Texte par Gwenaël Cadoret// Photographies par Guilhem Canal

C’est votre première interview commune… Vous le vivez comment ?

Arthur Cazaux : Je suis très heureux d’être là, mais un peu intimidé. Comme je suis fan du club depuis que je suis petit, le nom Nicollin, cela veut dire quelque chose.

Laurent Nicollin : Être à côté d’une future star du tennis, c’est toujours intimidant et valorisant !(sourires) Au fait, la santé, ça va mieux ?

AC : Ça va mieux, oui. Depuis le petit malaise à Miami, je suis rentré en France, j’ai fait de nombreux tests. Tout va bien, tout est stable. Je vais pouvoir reprendre bientôt.

Arthur, lors de ta victoire à l’Open d’Australie face à Rune, 8e mondial, tu as signé « Allez La Paillade » sur la caméra. D’où t’est venue l’idée ?

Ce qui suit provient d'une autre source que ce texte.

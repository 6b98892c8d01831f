//! # Analytics Module
//!
//! Aggregates saved calculations into dashboard figures.
//!
//! Everything here is a pure fold over [`CalculationRecord`]s; the store
//! only loads the rows.

use chrono::Datelike;
use serde::{Deserialize, Serialize};
use std::collections::BTreeMap;

use crate::types::CalculationRecord;

/// Newest days kept in [`HistoryAnalytics::daily_stats`].
pub const DAILY_STATS_LIMIT: usize = 30;

/// Newest months kept in [`HistoryAnalytics::monthly_stats`].
pub const MONTHLY_STATS_LIMIT: usize = 12;

/// Salary bands as `(label, inclusive lower bound, exclusive upper bound)`.
const SALARY_BANDS: [(&str, i64, i64); 5] = [
    ("0-500K", 0, 500_000),
    ("500K-1M", 500_000, 1_000_000),
    ("1M-2M", 1_000_000, 2_000_000),
    ("2M-5M", 2_000_000, 5_000_000),
    ("5M+", 5_000_000, i64::MAX),
];

#[derive(Debug, Clone, Copy, Default, PartialEq, Eq, Serialize, Deserialize)]
pub struct DenominationUsage {
    pub count: i64,
    pub total_amount: i64,
}

/// Totals for one day (`date`, `YYYY-MM-DD`) or month (`YYYY-MM`).
#[derive(Debug, Clone, PartialEq, Eq, Serialize, Deserialize)]
pub struct PeriodStats {
    pub period: String,
    pub count: i64,
    pub total_salary: i64,
    pub total_notes: i64,
}

#[derive(Debug, Clone, PartialEq, Eq, Serialize, Deserialize)]
pub struct SalaryBand {
    pub label: String,
    pub count: i64,
}

#[derive(Debug, Clone, Default, PartialEq, Eq, Serialize, Deserialize)]
pub struct HistoryAnalytics {
    pub total_calculations: i64,
    pub total_salary: i64,
    pub total_notes: i64,
    /// Rounded half up.
    pub avg_salary: i64,
    /// Rounded half up.
    pub avg_notes: i64,
    pub max_salary: i64,
    pub min_salary: i64,
    /// Keyed by note value.
    pub denomination_usage: BTreeMap<i64, DenominationUsage>,
    /// Newest first.
    pub daily_stats: Vec<PeriodStats>,
    /// Newest first.
    pub monthly_stats: Vec<PeriodStats>,
    pub salary_distribution: Vec<SalaryBand>,
}

/// Builds the analytics view over the full history.
///
/// An empty history yields zeros, empty period lists and empty bands.
pub fn summarize(records: &[CalculationRecord]) -> HistoryAnalytics {
    let mut analytics = HistoryAnalytics {
        salary_distribution: SALARY_BANDS
            .iter()
            .map(|(label, _, _)| SalaryBand {
                label: label.to_string(),
                count: 0,
            })
            .collect(),
        ..HistoryAnalytics::default()
    };

    if records.is_empty() {
        return analytics;
    }

    let mut daily: BTreeMap<String, PeriodStats> = BTreeMap::new();
    let mut monthly: BTreeMap<String, PeriodStats> = BTreeMap::new();

    analytics.max_salary = i64::MIN;
    analytics.min_salary = i64::MAX;

    for record in records {
        analytics.total_calculations += 1;
        analytics.total_salary = analytics.total_salary.saturating_add(record.salary);
        analytics.total_notes = analytics.total_notes.saturating_add(record.total_notes);
        analytics.max_salary = analytics.max_salary.max(record.salary);
        analytics.min_salary = analytics.min_salary.min(record.salary);

        for line in &record.breakdown {
            let usage = analytics.denomination_usage.entry(line.value).or_default();
            usage.count = usage.count.saturating_add(line.count);
            usage.total_amount = usage
                .total_amount
                .saturating_add(line.value.saturating_mul(line.count));
        }

        let day = record.created_at.format("%Y-%m-%d").to_string();
        let month = format!(
            "{}-{:02}",
            record.created_at.year(),
            record.created_at.month()
        );
        add_to_period(&mut daily, day, record);
        add_to_period(&mut monthly, month, record);

        if let Some(index) = SALARY_BANDS
            .iter()
            .position(|(_, low, high)| record.salary >= *low && record.salary < *high)
        {
            analytics.salary_distribution[index].count += 1;
        }
    }

    analytics.avg_salary = rounded_mean(analytics.total_salary, analytics.total_calculations);
    analytics.avg_notes = rounded_mean(analytics.total_notes, analytics.total_calculations);
    analytics.daily_stats = daily.into_values().rev().take(DAILY_STATS_LIMIT).collect();
    analytics.monthly_stats = monthly
        .into_values()
        .rev()
        .take(MONTHLY_STATS_LIMIT)
        .collect();

    analytics
}

fn add_to_period(
    periods: &mut BTreeMap<String, PeriodStats>,
    key: String,
    record: &CalculationRecord,
) {
    let stats = periods.entry(key.clone()).or_insert_with(|| PeriodStats {
        period: key,
        count: 0,
        total_salary: 0,
        total_notes: 0,
    });
    stats.count += 1;
    stats.total_salary = stats.total_salary.saturating_add(record.salary);
    stats.total_notes = stats.total_notes.saturating_add(record.total_notes);
}

/// Computed in `i128`; totals upstream saturate at `i64::MAX`.
fn rounded_mean(total: i64, count: i64) -> i64 {
    if count == 0 {
        return 0;
    }
    let (total, count) = (i128::from(total), i128::from(count));
    let mean = (2 * total + count).div_euclid(2 * count);
    i64::try_from(mean).unwrap_or(i64::MAX)
}

// =============================================================================
// Unit Tests
// =============================================================================

#[cfg(test)]
mod tests {
    use super::*;
    use crate::breakdown::BreakdownLine;
    use chrono::{TimeZone, Utc};

    fn record(
        salary: i64,
        lines: Vec<BreakdownLine>,
        y: i32,
        m: u32,
        d: u32,
    ) -> CalculationRecord {
        let total_notes = lines.iter().map(|l| l.count).sum();
        CalculationRecord {
            id: uuid::Uuid::new_v4().to_string(),
            name: "Employee".to_string(),
            rank: String::new(),
            salary,
            breakdown: lines,
            total_notes,
            created_at: Utc.with_ymd_and_hms(y, m, d, 9, 30, 0).unwrap(),
        }
    }

    #[test]
    fn test_empty_history_is_all_zero() {
        let analytics = summarize(&[]);
        assert_eq!(analytics.total_calculations, 0);
        assert_eq!(analytics.avg_salary, 0);
        assert_eq!(analytics.max_salary, 0);
        assert!(analytics.daily_stats.is_empty());
        assert_eq!(analytics.salary_distribution.len(), 5);
        assert!(analytics.salary_distribution.iter().all(|b| b.count == 0));
    }

    #[test]
    fn test_totals_and_averages() {
        let records = vec![
            record(1_250_000, vec![BreakdownLine::new(50_000, 25)], 2026, 3, 1),
            record(750_000, vec![BreakdownLine::new(50_000, 15)], 2026, 3, 2),
            record(
                1_000_250,
                vec![BreakdownLine::new(50_000, 20), BreakdownLine::new(250, 1)],
                2026,
                4,
                2,
            ),
        ];
        let analytics = summarize(&records);

        assert_eq!(analytics.total_calculations, 3);
        assert_eq!(analytics.total_salary, 3_000_250);
        assert_eq!(analytics.total_notes, 61);
        assert_eq!(analytics.avg_salary, 1_000_083);
        assert_eq!(analytics.avg_notes, 20);
        assert_eq!(analytics.max_salary, 1_250_000);
        assert_eq!(analytics.min_salary, 750_000);

        let usage = analytics.denomination_usage[&50_000];
        assert_eq!(usage.count, 60);
        assert_eq!(usage.total_amount, 3_000_000);
        assert_eq!(analytics.denomination_usage[&250].count, 1);
    }

    #[test]
    fn test_periods_are_newest_first() {
        let records = vec![
            record(500_000, vec![], 2026, 3, 1),
            record(500_000, vec![], 2026, 3, 1),
            record(500_000, vec![], 2026, 5, 9),
        ];
        let analytics = summarize(&records);

        assert_eq!(analytics.daily_stats[0].period, "2026-05-09");
        assert_eq!(analytics.daily_stats[1].period, "2026-03-01");
        assert_eq!(analytics.daily_stats[1].count, 2);
        assert_eq!(analytics.monthly_stats[0].period, "2026-05");
        assert_eq!(analytics.monthly_stats[1].total_salary, 1_000_000);
    }

    #[test]
    fn test_salary_bands_use_inclusive_lower_bound() {
        let records = vec![
            record(499_999, vec![], 2026, 1, 1),
            record(500_000, vec![], 2026, 1, 1),
            record(2_000_000, vec![], 2026, 1, 1),
            record(9_000_000, vec![], 2026, 1, 1),
        ];
        let bands = summarize(&records).salary_distribution;
        let counts: Vec<i64> = bands.iter().map(|b| b.count).collect();
        assert_eq!(counts, vec![1, 1, 0, 1, 1]);
        assert_eq!(bands[4].label, "5M+");
    }

    #[test]
    fn test_daily_stats_are_capped() {
        let records: Vec<_> = (1..=31)
            .chain(1..=10)
            .enumerate()
            .map(|(i, d)| record(1_000, vec![], 2026, if i < 31 { 1 } else { 2 }, d))
            .collect();
        let analytics = summarize(&records);
        assert_eq!(analytics.daily_stats.len(), DAILY_STATS_LIMIT);
        assert_eq!(analytics.daily_stats[0].period, "2026-02-10");
    }

    #[test]
    fn test_rounded_mean_rounds_half_up() {
        assert_eq!(rounded_mean(5, 2), 3);
        assert_eq!(rounded_mean(4, 3), 1);
        assert_eq!(rounded_mean(0, 0), 0);
        assert_eq!(rounded_mean(i64::MAX, 1), i64::MAX);
    }

    #[test]
    fn test_oversized_salaries_do_not_overflow() {
        let huge = 5_000_000_000_000_000_000;
        let notes = || vec![BreakdownLine::new(50_000, 100_000_000_000_000)];
        let records = vec![
            record(huge, notes(), 2026, 1, 1),
            record(huge, notes(), 2026, 1, 1),
        ];
        let analytics = summarize(&records);

        assert_eq!(analytics.total_salary, i64::MAX);
        assert_eq!(analytics.avg_salary, i64::MAX / 2 + 1);
        assert_eq!(analytics.max_salary, huge);
        assert_eq!(analytics.denomination_usage[&50_000].total_amount, i64::MAX);
        assert_eq!(analytics.daily_stats[0].total_salary, i64::MAX);
        assert_eq!(analytics.salary_distribution[4].count, 2);
    }
}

AC : Cela a été très spontané. C’était une première pour moi. Signer une caméra, c’est réservé aux grands matchs, sur les grands courts. Je voulais me démarquer un peu. Les premières choses qui me sont venues, ce sont ma ville et mon club. Montpellier avait perdu deux jours avant. En tant que fervent supporter, envoyer un petit message de soutien, cela me paraissait normal. 

LN : Quand tu vois le public, là-bas, qui chante « La Paillade », tu te demandes ce que c’est, ce truc ! On t’envoie des SMS qui te parlent de ce qui se passe en Australie. C’est une petite fierté. Ça montre qu’il y a des gens qui aiment le club. Cela a dû surprendre certains médias nationaux qu’un joueur de tennis, qu’un petit jeune qui gagne, puisse supporter une autre équipe que Marseille ou Paris. Qu’il puisse dire tout son amour pour Montpellier et La Paillade. C’est notre mentalité sudiste un peu réfractaire. Il a fait un pied de nez : « je gagne et en plus, mon club, c’est La Paillade ! »

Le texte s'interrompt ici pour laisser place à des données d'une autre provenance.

//! # History Commands
//!
//! ```text
//! cashplan history list [--limit N]
//! cashplan history get <ID>
//! cashplan history search <QUERY>
//! cashplan history update <ID> [--name N] [--rank R] [--salary S [-d ...]]
//! cashplan history delete <ID>
//! ```
//!
//! Changing the salary recomputes the stored breakdown with the unlimited
//! algorithm; stock is not touched by history edits.

use clap::{Args, Subcommand};
use serde::Serialize;
use tracing::info;

use super::resolve_denominations;
use crate::error::{AppError, AppResult};
use cashplan_core::breakdown::calculate;
use cashplan_core::{BreakdownResult, CalculationRecord, NewCalculation};
use cashplan_db::Database;

#[derive(Args, Debug, Clone)]
pub struct HistoryArgs {
    #[command(subcommand)]
    pub command: HistoryCommand,
}

#[derive(Subcommand, Debug, Clone)]
pub enum HistoryCommand {
    /// Newest first.
    List {
        #[arg(long)]
        limit: Option<u32>,
    },
    Get { id: String },
    /// Substring match on name or rank.
    Search { query: String },
    Update {
        id: String,
        #[arg(long)]
        name: Option<String>,
        #[arg(long)]
        rank: Option<String>,
        #[arg(long)]
        salary: Option<i64>,
        /// Notes for the recomputed breakdown. Default: available values.
        #[arg(long, short, value_delimiter = ',')]
        denominations: Vec<i64>,
    },
    Delete { id: String },
}

#[derive(Debug, Serialize)]
#[serde(untagged)]
pub enum HistoryOutput {
    Records {
        count: usize,
        records: Vec<CalculationRecord>,
    },
    Record(CalculationRecord),
    Deleted {
        deleted: String,
    },
}

impl HistoryOutput {
    fn records(records: Vec<CalculationRecord>) -> Self {
        HistoryOutput::Records {
            count: records.len(),
            records,
        }
    }
}

pub async fn run(db: &Database, args: HistoryArgs) -> AppResult<HistoryOutput> {
    let repo = db.calculations();

    match args.command {
        HistoryCommand::List { limit } => Ok(HistoryOutput::records(repo.list(limit).await?)),
        HistoryCommand::Search { query } => Ok(HistoryOutput::records(repo.search(&query).await?)),
        HistoryCommand::Get { id } => {
            let record = repo
                .get(&id)
                .await?
                .ok_or_else(|| AppError::not_found("Calculation", &id))?;
            Ok(HistoryOutput::Record(record))
        }
        HistoryCommand::Update {
            id,
            name,
            rank,
            salary,
            denominations,
        } => {
            let current = repo
                .get(&id)
                .await?
                .ok_or_else(|| AppError::not_found("Calculation", &id))?;

            let mut entry = NewCalculation {
                name: name.unwrap_or(current.name),
                rank: rank.unwrap_or(current.rank),
                salary: current.salary,
                breakdown: current.breakdown,
                total_notes: current.total_notes,
            };

            if let Some(salary) = salary {
                let values = resolve_denominations(db, &denominations).await?;
                match calculate(salary, &values)? {
                    BreakdownResult::Success(breakdown) => {
                        entry.salary = salary;
                        entry.breakdown = breakdown.lines;
                        entry.total_notes = breakdown.total_notes;
                    }
                    BreakdownResult::Failure(failure) => {
                        return Err(AppError::validation(failure.reason));
                    }
                }
            }

            let record = repo.update(&id, &entry).await?;
            info!(id = %id, "history record updated");
            Ok(HistoryOutput::Record(record))
        }
        HistoryCommand::Delete { id } => {
            repo.delete(&id).await?;
            Ok(HistoryOutput::Deleted { deleted: id })
        }
    }
}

AC : Je pense tout le temps au club, même si je me fais chambrer par mon équipe ! Je ne rate pas un match. Même si je suis en tournoi tout le temps, même si je suis un sportif de haut niveau, je suis un vrai supporter dans l’âme. J’ai toujours un T-shirt du MHSC dans la valise. J’essaye d’adapter mes horaires. Je déteste terminer l’entraînement en sachant que mon équipe est en train de jouer. Cela me stresse !

Dans les gradins de Melbourne, on entendait des chants de supporters. C’était des ultras ?

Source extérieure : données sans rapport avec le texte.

//! # Status Command
//!
//! `cashplan db-status`: connection, schema and migration state, plus row
//! counts when the schema is complete.

use serde::Serialize;
use std::path::PathBuf;

use crate::error::AppResult;
use cashplan_db::{Database, DbStatus};

#[derive(Debug, Serialize)]
pub struct StatusView {
    pub database_path: PathBuf,
    pub healthy: bool,
    #[serde(flatten)]
    pub status: DbStatus,
    #[serde(skip_serializing_if = "Option::is_none")]
    pub counts: Option<RowCounts>,
}

#[derive(Debug, Serialize)]
pub struct RowCounts {
    pub denominations: usize,
    pub calculations: i64,
    pub templates: i64,
}

pub async fn run(db: &Database, database_path: PathBuf) -> AppResult<StatusView> {
    let status = db.status().await?;
    let healthy = status.is_healthy();

    let counts = if healthy {
        Some(RowCounts {
            denominations: db.denominations().list().await?.len(),
            calculations: db.calculations().count().await?,
            templates: db.templates().count().await?,
        })
    } else {
        None
    };

    Ok(StatusView {
        database_path,
        healthy,
        status,
        counts,
    })
}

AC : Même pas ! Ils ne sont pas du tout de Montpellier. Ce sont des Français fans de tennis, qui se sont regroupés pendant le tournoi. Je ne les connaissais pas, ils sont venus voir mes matchs. Au fur et à mesure, on était en contact indirect. Ils m’ont dit : « tu verras, on va te faire plaisir sur le prochain match ». Ils ont regardé les vidéos des ultras du club, ils ont appris les chants pailladins, et ils ont mis une sacrée ambiance. Je me suis tellement nourri de leur énergie…

Laurent, vous avez invité Arthur à donner un coup d’envoi fictif à la Mosson…

LN : C’est un juste retour des choses. Un sportif de haut niveau qui performe et qui montre tout l’amour qu’il a pour le club à 7000, 8000, 15000 km d’ici… J’ai trouvé que c’était une belle attention. C’est toujours valorisant quand tu as des personnes connues qui, même si elles sont parties ailleurs, gardent un attachement au club et à la ville. C’était le minimum de l’inviter.

AC : C’était incroyable ! Fouler la pelouse du stade de la Mosson, le stade mythique de notre ville, il y a eu beaucoup d’émotions… C’était un rêve, vu qu’à chaque fois que je suis à Montpellier, je vais voir les matchs. C’était donc une expérience d’autant plus forte. Aller dans les vestiaires, voir les joueurs au bord du terrain, le staff, c’était cool. Le soir, quand je suis rentré chez moi, je me suis dit « Waouh, j’en ai vécu des choses ! »

LN : Il était stressé ! Le coup d’envoi, le truc, « comment vais-je faire la passe à Téji, pied droit ou pied gauche ? ». (rires) Plus sérieusement, je l’ai félicité de son parcours. C’était un moment simple, une belle rencontre.

AC : Quand j’ai fait la passe à Téji, j’ai ressenti autant de stress qu’avant un match, à l’Open d’Australie ou ailleurs, alors qu’il n’y avait aucun enjeu. (sourires) Je ne sais pas pourquoi… Le fait que ce soit le club, à la maison… En plus, je suis un grand fan de Téji. Je ne vais pas parler du joueur, il est tellement fort, talentueux. J’adore surtout la personne. Il a cette âme montpelliéraine. Ce côté famille, attaché à sa ville. Il ferait tout pour le club.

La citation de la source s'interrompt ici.